REQUIRED ACTION
Nothing in the entries may change when they are transcribed.

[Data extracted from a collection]
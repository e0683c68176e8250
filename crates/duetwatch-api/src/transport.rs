// Transport configuration and the narrow transport contract.
//
// `TransportConfig` builds the reqwest client. `DuetTransport` is the
// surface the core consumes: model polling, fire-and-forget commands,
// reply reads, lifecycle, and a status-code handler table.

use std::collections::HashMap;
use std::future::Future;
use std::path::PathBuf;
use std::sync::atomic::{AtomicBool, Ordering};
use std::sync::{Arc, PoisonError, RwLock};
use std::time::Duration;

use futures_util::future::BoxFuture;
use reqwest::StatusCode;

use crate::error::Error;
use crate::model::{ModelQuery, ModelResponse};

/// TLS verification mode. Duet boards usually speak plain HTTP; HTTPS
/// only matters behind a reverse proxy.
#[derive(Debug, Clone)]
pub enum TlsMode {
    /// Use the system certificate store.
    System,
    /// Use a custom CA certificate from the given PEM file.
    CustomCa(PathBuf),
    /// Accept any certificate (for self-signed proxies).
    DangerAcceptInvalid,
}

/// Shared transport configuration for building HTTP clients.
#[derive(Debug, Clone)]
pub struct TransportConfig {
    pub tls: TlsMode,
    pub timeout: Duration,
}

impl Default for TransportConfig {
    fn default() -> Self {
        Self {
            tls: TlsMode::System,
            timeout: Duration::from_secs(10),
        }
    }
}

impl TransportConfig {
    /// Build a `reqwest::Client` from this config.
    pub fn build_client(&self) -> Result<reqwest::Client, Error> {
        let mut builder = reqwest::Client::builder()
            .timeout(self.timeout)
            .user_agent(concat!("duetwatch/", env!("CARGO_PKG_VERSION")));

        match &self.tls {
            TlsMode::System => {}
            TlsMode::CustomCa(path) => {
                let cert_pem = std::fs::read(path)
                    .map_err(|e| Error::Tls(format!("failed to read CA cert: {e}")))?;
                let cert = reqwest::Certificate::from_pem(&cert_pem)
                    .map_err(|e| Error::Tls(format!("invalid CA cert: {e}")))?;
                builder = builder.add_root_certificate(cert);
            }
            TlsMode::DangerAcceptInvalid => {
                builder = builder.danger_accept_invalid_certs(true);
            }
        }

        builder
            .build()
            .map_err(|e| Error::Tls(format!("failed to build HTTP client: {e}")))
    }
}

// ── Status handlers ──────────────────────────────────────────────────

/// Async callback invoked when the transport observes a given HTTP status.
///
/// The returned future runs to completion before the failing request
/// returns its error to the caller.
pub type StatusHandler =
    Arc<dyn Fn(StatusCode) -> BoxFuture<'static, Result<(), Error>> + Send + Sync>;

/// Status code -> handler mapping owned by a transport.
///
/// Dispatch is not re-entrant: a status observed while a handler is
/// already running (for example a 503 seen by the drain itself) is not
/// dispatched a second time.
#[derive(Default)]
pub struct StatusHandlers {
    handlers: RwLock<HashMap<StatusCode, StatusHandler>>,
    dispatching: AtomicBool,
}

impl StatusHandlers {
    pub fn new() -> Self {
        Self::default()
    }

    /// Register (or replace) the handler for `status`.
    pub fn register(&self, status: StatusCode, handler: StatusHandler) {
        self.handlers
            .write()
            .unwrap_or_else(PoisonError::into_inner)
            .insert(status, handler);
    }

    pub fn is_registered(&self, status: StatusCode) -> bool {
        self.handlers
            .read()
            .unwrap_or_else(PoisonError::into_inner)
            .contains_key(&status)
    }

    /// Run the handler registered for `status`, if any.
    ///
    /// Returns `None` when nothing ran (no handler, or a dispatch is
    /// already in progress), otherwise the handler's own result.
    pub async fn dispatch(&self, status: StatusCode) -> Option<Result<(), Error>> {
        let handler = self
            .handlers
            .read()
            .unwrap_or_else(PoisonError::into_inner)
            .get(&status)
            .cloned()?;

        if self
            .dispatching
            .compare_exchange(false, true, Ordering::AcqRel, Ordering::Acquire)
            .is_err()
        {
            return None;
        }
        let _reset = DispatchGuard(&self.dispatching);

        Some(handler.as_ref()(status).await)
    }
}

impl std::fmt::Debug for StatusHandlers {
    fn fmt(&self, f: &mut std::fmt::Formatter<'_>) -> std::fmt::Result {
        let mut codes: Vec<u16> = self
            .handlers
            .read()
            .unwrap_or_else(PoisonError::into_inner)
            .keys()
            .map(StatusCode::as_u16)
            .collect();
        codes.sort_unstable();
        f.debug_struct("StatusHandlers")
            .field("codes", &codes)
            .finish_non_exhaustive()
    }
}

struct DispatchGuard<'a>(&'a AtomicBool);

impl Drop for DispatchGuard<'_> {
    fn drop(&mut self) {
        self.0.store(false, Ordering::Release);
    }
}

// ── Transport contract ───────────────────────────────────────────────

/// Everything the object-model mirror needs from a board connection.
///
/// Implemented by [`DuetClient`](crate::DuetClient); tests substitute
/// scripted fakes.
pub trait DuetTransport: Send + Sync + 'static {
    /// Open a session.
    fn connect(&self) -> impl Future<Output = Result<(), Error>> + Send;

    /// Close the session.
    fn close(&self) -> impl Future<Output = Result<(), Error>> + Send;

    /// Fetch one page of the object model.
    fn fetch_model(
        &self,
        query: &ModelQuery,
    ) -> impl Future<Output = Result<ModelResponse, Error>> + Send;

    /// Queue a G-code command. With `no_reply` the command's output is
    /// left in the board's reply buffer for a later [`fetch_reply`](Self::fetch_reply).
    fn send_command(
        &self,
        command: &str,
        no_reply: bool,
    ) -> impl Future<Output = Result<(), Error>> + Send;

    /// Read the buffered reply text; `""` when nothing is buffered.
    fn fetch_reply(&self, no_cache: bool) -> impl Future<Output = Result<String, Error>> + Send;

    /// Register an async handler invoked whenever `status` is observed.
    fn register_status_handler(&self, status: StatusCode, handler: StatusHandler);
}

ANSWER TO THIS TASK
repository e0683c68176e8250
filename crates/duetwatch-api/src/transport.rs
// Transport configuration and the narrow transport contract.
//
// `TransportConfig` builds the reqwest client. `DuetTransport` is the
// surface the core consumes: model polling, fire-and-forget commands,
// reply reads, lifecycle, and a status-code handler table.

use std::collections::HashMap;
use std::future::Future;
use std::path::PathBuf;
use std::sync::atomic::{AtomicBool, Ordering};
use std::sync::{Arc, PoisonError, RwLock};
use std::time::Duration;

use futures_util::future::BoxFuture;
use reqwest::StatusCode;

use crate::error::Error;
use crate::model::{ModelQuery, ModelResponse};

/// TLS verification mode. Duet boards usually speak plain HTTP; HTTPS
/// only matters behind a reverse proxy.
#[derive(Debug, Clone)]
pub enum TlsMode {
    /// Use the system certificate store.
    System,
    /// Use a custom CA certificate from the given PEM file.
    CustomCa(PathBuf),
    /// Accept any certificate (for self-signed proxies).
    DangerAcceptInvalid,
}

/// Shared transport configuration for building HTTP clients.
#[derive(Debug, Clone)]
pub struct TransportConfig {
    pub tls: TlsMode,
    pub timeout: Duration,
}

impl Default for TransportConfig {
    fn default() -> Self {
        Self {
            tls: TlsMode::System,
            timeout: Duration::from_secs(10),
        }
    }
}

impl TransportConfig {
    /// Build a `reqwest::Client` from this config.
    pub fn build_client(&self) -> Result<reqwest::Client, Error> {
        let mut builder = reqwest::Client::builder()
            .timeout(self.timeout)
            .user_agent(concat!("duetwatch/", env!("CARGO_PKG_VERSION")));

        match &self.tls {
            TlsMode::System => {}
            TlsMode::CustomCa(path) => {
                let cert_pem = std::fs::read(path)
                    .map_err(|e| Error::Tls(format!("failed to read CA cert: {e}")))?;
                let cert = reqwest::Certificate::from_pem(&cert_pem)
                    .map_err(|e| Error::Tls(format!("invalid CA cert: {e}")))?;
                builder = builder.add_root_certificate(cert);
            }
            TlsMode::DangerAcceptInvalid => {
                builder = builder.danger_accept_invalid_certs(true);
            }
        }

        builder
            .build()
            .map_err(|e| Error::Tls(format!("failed to build HTTP client: {e}")))
    }
}

// ── Status handlers ──────────────────────────────────────────────────

/// Async callback invoked when the transport observes a given HTTP status.
///
/// The returned future runs to completion before the failing request
/// returns its error to the caller.
pub type StatusHandler =
    Arc<dyn Fn(StatusCode) -> BoxFuture<'static, Result<(), Error>> + Send + Sync>;

/// Status code -> handler mapping owned by a transport.
///
/// Dispatch is not re-entrant: a status observed while a handler is
/// already running (for example a 503 seen by the drain itself) is not
/// dispatched a second time.
#[derive(Default)]
pub struct StatusHandlers {
    handlers: RwLock<HashMap<StatusCode, StatusHandler>>,
    dispatching: AtomicBool,
}

impl StatusHandlers {
    pub fn new() -> Self {
        Self::default()
    }

    /// Register (or replace) the handler for `status`.
    pub fn register(&self, status: StatusCode, handler: StatusHandler) {
        self.handlers
            .write()
            .unwrap_or_else(PoisonError::into_inner)
            .insert(status, handler);
    }

    pub fn is_registered(&self, status: StatusCode) -> bool {
        self.handlers
            .read()
            .unwrap_or_else(PoisonError::into_inner)
            .contains_key(&status)
    }

    /// Run the handler registered for `status`, if any.
    ///
    /// Returns `None` when nothing ran (no handler, or a dispatch is
    /// already in progress), otherwise the handler's own result.
    pub async fn dispatch(&self, status: StatusCode) -> Option<Result<(), Error>> {
        let handler = self
            .handlers
            .read()
            .unwrap_or_else(PoisonError::into_inner)
            .get(&status)
            .cloned()?;

        if self
            .dispatching
            .compare_exchange(false, true, Ordering::AcqRel, Ordering::Acquire)
            .is_err()
        {
            return None;
        }
        let _reset = DispatchGuard(&self.dispatching);

        Some(handler.as_ref()(status).await)
    }
}

impl std::fmt::Debug for StatusHandlers {
    fn fmt(&self, f: &mut std::fmt::Formatter<'_>) -> std::fmt::Result {
        let mut codes: Vec<u16> = self
            .handlers
            .read()
            .unwrap_or_else(PoisonError::into_inner)
            .keys()
            .map(StatusCode::as_u16)
            .collect();
        codes.sort_unstable();
        f.debug_struct("StatusHandlers")
            .field("codes", &codes)
            .finish_non_exhaustive()
    }
}

struct DispatchGuard<'a>(&'a AtomicBool);

impl Drop for DispatchGuard<'_> {
    fn drop(&mut self) {
        self.0.store(false, Ordering::Release);
    }
}

// ── Transport contract ───────────────────────────────────────────────

/// Everything the object-model mirror needs from a board connection.
///
/// Implemented by [`DuetClient`](crate::DuetClient); tests substitute
/// scripted fakes.
pub trait DuetTransport: Send + Sync + 'static {
    /// Open a session.
    fn connect(&self) -> impl Future<Output = Result<(), Error>> + Send;

    /// Close the session.
    fn close(&self) -> impl Future<Output = Result<(), Error>> + Send;

    /// Fetch one page of the object model.
    fn fetch_model(
        &self,
        query: &ModelQuery,
    ) -> impl Future<Output = Result<ModelResponse, Error>> + Send;

    /// Queue a G-code command. With `no_reply` the command's output is
    /// left in the board's reply buffer for a later [`fetch_reply`](Self::fetch_reply).
    fn send_command(
        &self,
        command: &str,
        no_reply: bool,
    ) -> impl Future<Output = Result<(), Error>> + Send;

    /// Read the buffered reply text; `""` when nothing is buffered.
    fn fetch_reply(&self, no_cache: bool) -> impl Future<Output = Result<String, Error>> + Send;

    /// Register an async handler invoked whenever `status` is observed.
    fn register_status_handler(&self, status: StatusCode, handler: StatusHandler);
}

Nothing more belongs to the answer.